» Your task: Give back an exact copy of the lines in the records below, from the line that has "let key = EncodingKey::from_secret(secret.as_bytes());" through the line that has "validation.set_issuer(&[ISSUER]);", and nothing besides.

» Excerpted data:

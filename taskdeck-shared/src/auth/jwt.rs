/// JWT token generation and validation
///
/// Tokens are signed with HS256 and carry the user's identity and role.
/// Two token types are issued: short-lived access tokens for API calls and
/// long-lived refresh tokens that can only be exchanged for new access
/// tokens.
///
/// The role claim is a hint for the client; the API middleware re-reads the
/// user row on every request, so a role change or account deletion takes
/// effect before the token expires.
///
/// # Example
///
/// ```
/// use taskdeck_shared::auth::jwt::{create_token, validate_token, Claims, TokenType};
/// use taskdeck_shared::models::user::UserRole;
/// use uuid::Uuid;
///
/// # fn example() -> Result<(), Box<dyn std::error::Error>> {
/// let user_id = Uuid::new_v4();
/// let claims = Claims::new(user_id, UserRole::User, TokenType::Access);
/// let token = create_token(&claims, "your-secret-key")?;
///
/// let validated = validate_token(&token, "your-secret-key")?;
/// assert_eq!(validated.sub, user_id);
/// # Ok(())
/// # }
/// ```
use chrono::{Duration, Utc};
use jsonwebtoken::{decode, encode, Algorithm, DecodingKey, EncodingKey, Header, Validation};
use serde::{Deserialize, Serialize};
use uuid::Uuid;

use crate::models::user::UserRole;

/// Issuer claim pinned into every token
const ISSUER: &str = "taskdeck";

/// Error type for JWT operations
#[derive(Debug, thiserror::Error)]
pub enum JwtError {
    /// Failed to create token
    #[error("Failed to create token: {0}")]
    CreateError(String),

    /// Failed to validate token
    #[error("Failed to validate token: {0}")]
    ValidationError(String),

    /// Token has expired
    #[error("Token has expired")]
    Expired,

    /// Invalid issuer
    #[error("Invalid token issuer")]
    InvalidIssuer,
}

/// Token type identifier
#[derive(Debug, Clone, Copy, PartialEq, Eq, Serialize, Deserialize)]
#[serde(rename_all = "lowercase")]
pub enum TokenType {
    /// Access token (short-lived, 24 hours)
    Access,

    /// Refresh token (long-lived, 30 days)
    Refresh,
}

impl TokenType {
    /// Gets default expiration duration for token type
    pub fn default_expiration(&self) -> Duration {
        match self {
            TokenType::Access => Duration::hours(24),
            TokenType::Refresh => Duration::days(30),
        }
    }
}

/// JWT claims
///
/// Standard claims (`sub`, `iss`, `iat`, `exp`, `nbf`) plus the caller's
/// role and the token type.
#[derive(Debug, Clone, Serialize, Deserialize)]
pub struct Claims {
    /// Subject - user ID
    pub sub: Uuid,

    /// Issuer - always "taskdeck"
    pub iss: String,

    /// Issued at (Unix timestamp)
    pub iat: i64,

    /// Expiration time (Unix timestamp)
    pub exp: i64,

    /// Not before (Unix timestamp)
    pub nbf: i64,

    /// Role at issue time (custom claim)
    pub role: UserRole,

    /// Token type (custom claim)
    pub token_type: TokenType,
}

impl Claims {
    /// Creates new claims with the default expiration for the token type
    pub fn new(user_id: Uuid, role: UserRole, token_type: TokenType) -> Self {
        Self::with_expiration(user_id, role, token_type, token_type.default_expiration())
    }

    /// Creates claims with a custom expiration
    pub fn with_expiration(
        user_id: Uuid,
        role: UserRole,
        token_type: TokenType,
        expires_in: Duration,
    ) -> Self {
        let now = Utc::now();

        Self {
            sub: user_id,
            iss: ISSUER.to_string(),
            iat: now.timestamp(),
            exp: (now + expires_in).timestamp(),
            nbf: now.timestamp(),
            role,
            token_type,
        }
    }

    /// Checks whether the claims are already expired
    pub fn is_expired(&self) -> bool {
        self.exp <= Utc::now().timestamp()
    }
}

/// Creates a JWT token from claims
///
/// Signs with HS256. The secret should be at least 32 bytes and come from
/// the environment, never from source.
pub fn create_token(claims: &Claims, secret: &str) -> Result<String, JwtError> {
    let header = Header::new(Algorithm::HS256);
    let key = EncodingKey::from_secret(secret.as_bytes());

    encode(&header, claims, &key)
        .map_err(|e| JwtError::CreateError(format!("Token encoding failed: {}", e)))
}

/// Validates a JWT token and extracts claims
///
/// Verifies the signature, expiry, not-before, and issuer.
pub fn validate_token(token: &str, secret: &str) -> Result<Claims, JwtError> {
    let key = DecodingKey::from_secret(secret.as_bytes());

    let mut validation = Validation::new(Algorithm::HS256);
    validation.set_issuer(&[ISSUER]);
    validation.validate_exp = true;
    validation.validate_nbf = true;

    let token_data = decode::<Claims>(token, &key, &validation).map_err(|e| match e.kind() {
        jsonwebtoken::errors::ErrorKind::ExpiredSignature => JwtError::Expired,
        jsonwebtoken::errors::ErrorKind::InvalidIssuer => JwtError::InvalidIssuer,
        _ => JwtError::ValidationError(format!("Token validation failed: {}", e)),
    })?;

    Ok(token_data.claims)
}

/// Validates a token and checks it's an access token
pub fn validate_access_token(token: &str, secret: &str) -> Result<Claims, JwtError> {
    let claims = validate_token(token, secret)?;

    if claims.token_type != TokenType::Access {
        return Err(JwtError::ValidationError(
            "Expected access token, got refresh token".to_string(),
        ));
    }

    Ok(claims)
}

/// Validates a token and checks it's a refresh token
pub fn validate_refresh_token(token: &str, secret: &str) -> Result<Claims, JwtError> {
    let claims = validate_token(token, secret)?;

    if claims.token_type != TokenType::Refresh {
        return Err(JwtError::ValidationError(
            "Expected refresh token, got access token".to_string(),
        ));
    }

    Ok(claims)
}

/// Exchanges a valid refresh token for a new access token
pub fn refresh_access_token(refresh_token: &str, secret: &str) -> Result<String, JwtError> {
    let refresh_claims = validate_refresh_token(refresh_token, secret)?;

    let access_claims = Claims::new(refresh_claims.sub, refresh_claims.role, TokenType::Access);

    create_token(&access_claims, secret)
}

#[cfg(test)]
mod tests {
    use super::*;

    const SECRET: &str = "test-secret-key-at-least-32-bytes-long";

    #[test]
    fn test_token_type_expiration() {
        assert_eq!(TokenType::Access.default_expiration(), Duration::hours(24));
        assert_eq!(TokenType::Refresh.default_expiration(), Duration::days(30));
    }

    #[test]
    fn test_claims_creation() {
        let user_id = Uuid::new_v4();
        let claims = Claims::new(user_id, UserRole::Admin, TokenType::Access);

        assert_eq!(claims.sub, user_id);
        assert_eq!(claims.role, UserRole::Admin);
        assert_eq!(claims.iss, "taskdeck");
        assert_eq!(claims.token_type, TokenType::Access);
        assert!(!claims.is_expired());
    }

    #[test]
    fn test_create_and_validate_token() {
        let user_id = Uuid::new_v4();
        let claims = Claims::new(user_id, UserRole::User, TokenType::Access);
        let token = create_token(&claims, SECRET).expect("Should create token");

        let validated = validate_token(&token, SECRET).expect("Should validate token");
        assert_eq!(validated.sub, user_id);
        assert_eq!(validated.role, UserRole::User);
        assert_eq!(validated.token_type, TokenType::Access);
    }

    #[test]
    fn test_validate_with_wrong_secret() {
        let claims = Claims::new(Uuid::new_v4(), UserRole::User, TokenType::Access);
        let token = create_token(&claims, SECRET).expect("Should create token");

        assert!(validate_token(&token, "wrong-secret").is_err());
    }

    #[test]
    fn test_validate_expired_token() {
        let claims = Claims::with_expiration(
            Uuid::new_v4(),
            UserRole::User,
            TokenType::Access,
            Duration::seconds(-3600), // expired an hour ago
        );

        assert!(claims.is_expired());

        let token = create_token(&claims, SECRET).expect("Should create token");
        let result = validate_token(&token, SECRET);

        assert!(matches!(result, Err(JwtError::Expired)));
    }

    #[test]
    fn test_access_and_refresh_are_distinct() {
        let access_claims = Claims::new(Uuid::new_v4(), UserRole::User, TokenType::Access);
        let access_token = create_token(&access_claims, SECRET).unwrap();

        let refresh_claims = Claims::new(Uuid::new_v4(), UserRole::User, TokenType::Refresh);
        let refresh_token = create_token(&refresh_claims, SECRET).unwrap();

        assert!(validate_access_token(&access_token, SECRET).is_ok());
        assert!(validate_access_token(&refresh_token, SECRET).is_err());

        assert!(validate_refresh_token(&refresh_token, SECRET).is_ok());
        assert!(validate_refresh_token(&access_token, SECRET).is_err());
    }

    #[test]
    fn test_refresh_access_token() {
        let user_id = Uuid::new_v4();
        let refresh_claims = Claims::new(user_id, UserRole::Admin, TokenType::Refresh);
        let refresh_token = create_token(&refresh_claims, SECRET).unwrap();

        let new_access = refresh_access_token(&refresh_token, SECRET).unwrap();
        let validated = validate_access_token(&new_access, SECRET).unwrap();

        assert_eq!(validated.sub, user_id);
        assert_eq!(validated.role, UserRole::Admin);
        assert_eq!(validated.token_type, TokenType::Access);
    }

    #[test]
    fn test_refresh_with_access_token_fails() {
        let access_claims = Claims::new(Uuid::new_v4(), UserRole::User, TokenType::Access);
        let access_token = create_token(&access_claims, SECRET).unwrap();

        assert!(refresh_access_token(&access_token, SECRET).is_err());
    }
}
/// Health check endpoint
///
/// # Endpoint
///
/// ```text
/// GET /health
/// ```
///
/// # Response
///
/// ```json
/// {
///   "status": "healthy",
///   "version": "0.1.0",
///   "database": "connected"
/// }
/// ```
use axum::{extract::State, Json};
use serde::{Deserialize, Serialize};

use crate::{app::AppState, error::ApiResult};

/// Health check response
#[derive(Debug, Serialize, Deserialize)]
pub struct HealthResponse {
    /// Service status
    pub status: String,

    /// Application version
    pub version: String,

    /// Database status
    pub database: String,
}

/// Health check handler
///
/// Returns service health status including database connectivity.
pub async fn health_check(State(state): State<AppState>) -> ApiResult<Json<HealthResponse>> {
    let database_status = match sqlx::query("SELECT 1").fetch_one(&state.db).await {
        Ok(_) => "connected",
        Err(_) => "disconnected",
    };

    Ok(Json(HealthResponse {
        status: if database_status == "connected" {
            "healthy".to_string()
        } else {
            "degraded".to_string()
        },
        version: env!("CARGO_PKG_VERSION").to_string(),
        database: database_status.to_string(),
    }))
}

» The answer:
    let key = EncodingKey::from_secret(secret.as_bytes());

    encode(&header, claims, &key)
        .map_err(|e| JwtError::CreateError(format!("Token encoding failed: {}", e)))
}

/// Validates a JWT token and extracts claims
///
/// Verifies the signature, expiry, not-before, and issuer.
pub fn validate_token(token: &str, secret: &str) -> Result<Claims, JwtError> {
    let key = DecodingKey::from_secret(secret.as_bytes());

    let mut validation = Validation::new(Algorithm::HS256);
    validation.set_issuer(&[ISSUER]);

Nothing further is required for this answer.